Moyoshi : la jungle urbaine reprend ses droits

C’est la mauvaise herbe citadine. Tapie dans le bitume, elle perce parfois son chemin jusqu’à la lumière et nous observe d’un regard défiant. Sur les murs et les trottoirs, le graff de Moyoshi lui offre des yeux pour signifier de sa présence oubliée, méprisée mais inexorable.

Ses créatures foisonnantes de feuillages, à moins que ce ne soient des plumes, aux regards vifs et profonds, à la fois doux et menaçants, nous rappellent que nous ne sommes que locataires de cette planète bleue. Au cœur des villes où l’homme croit avoir dompté sa force, où tout est aligné, empilé, organisé, l’art de Moyoshi nous ramène au caractère primitif, anarchique, indomptable de nos origines.

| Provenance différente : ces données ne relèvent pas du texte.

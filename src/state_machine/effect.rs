//! Effects produced by state transitions

use super::state::ListingPurpose;
use crate::keyboards::Keyboard;
use crate::ledger::loan::LoanTerms;
use crate::ledger::{LedgerRow, RowField, RowSnapshot};
use chrono::NaiveDate;

/// One outbound chat message
#[derive(Debug, Clone, PartialEq, Eq)]
pub struct Reply {
    /// HTML-formatted text
    pub text: String,
    pub keyboard: Keyboard,
}

impl Reply {
    pub fn new(text: impl Into<String>, keyboard: Keyboard) -> Self {
        Self {
            text: text.into(),
            keyboard,
        }
    }
}

/// Effects to be executed after a state transition.
///
/// Persisting effects carry the confirmation to send once the store accepts
/// the change; on failure the executor sends an apology instead.
#[derive(Debug, Clone, PartialEq)]
pub enum Effect {
    /// Send a message
    Reply(Reply),

    /// Append rows in one call
    AppendRows {
        rows: Vec<LedgerRow>,
        confirmation: String,
    },

    /// Read the sheet and feed the listing back as an event
    LoadListing { purpose: ListingPurpose },

    /// Number, build and append a loan schedule
    CreateLoan { terms: LoanTerms, timestamp: String },

    /// Delete a listed row if it is still where it was shown
    DeleteRow {
        row: RowSnapshot,
        confirmation: String,
    },

    /// Overwrite one cell of a listed row if it is still where it was shown
    UpdateCell {
        row: RowSnapshot,
        field: RowField,
        value: String,
        confirmation: String,
    },

    /// Report income and spend for an inclusive date range
    Summarize {
        start: NaiveDate,
        end: NaiveDate,
        period: String,
    },

    /// Show the last few rows
    ShowRecent,
}

impl Effect {
    pub fn append(row: LedgerRow, confirmation: String) -> Self {
        Effect::AppendRows {
            rows: vec![row],
            confirmation,
        }
    }
}
//! HTTP surface: the Telegram webhook plus health endpoints

mod handlers;
mod types;

pub use handlers::create_router;

use crate::runtime::ProductionRuntime;
use crate::telegram::Transport;
use std::sync::Arc;

/// Application state shared across handlers
#[derive(Clone)]
pub struct AppState {
    pub runtime: Arc<ProductionRuntime>,
    pub transport: Arc<dyn Transport>,
    /// Expected `X-Telegram-Bot-Api-Secret-Token`, if one was configured
    pub webhook_secret: Option<String>,
}

impl AppState {
    pub fn new(
        runtime: ProductionRuntime,
        transport: Arc<dyn Transport>,
        webhook_secret: Option<String>,
    ) -> Self {
        Self {
            runtime: Arc::new(runtime),
            transport,
            webhook_secret,
        }
    }
}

« Un jour ou l’autre, [la nature] reprendra ses droits sur nous (…) quand je place un regard au milieu d’une fresque, c’est pour interpeller, dire qu’elle est là, qu’elle nous regarde. »

Un regard intense, parfois difficile à affronter tant il est aiguisé, tranchant de vérité sur nos modes de vies un peu fous. Retrouvez l’intégralité du travail de Moyoshi sur son site internet.

Une partie de son oeuvre est exposée au Cabinet d’amateur, Paris 11e, du 19 au 29 janvier.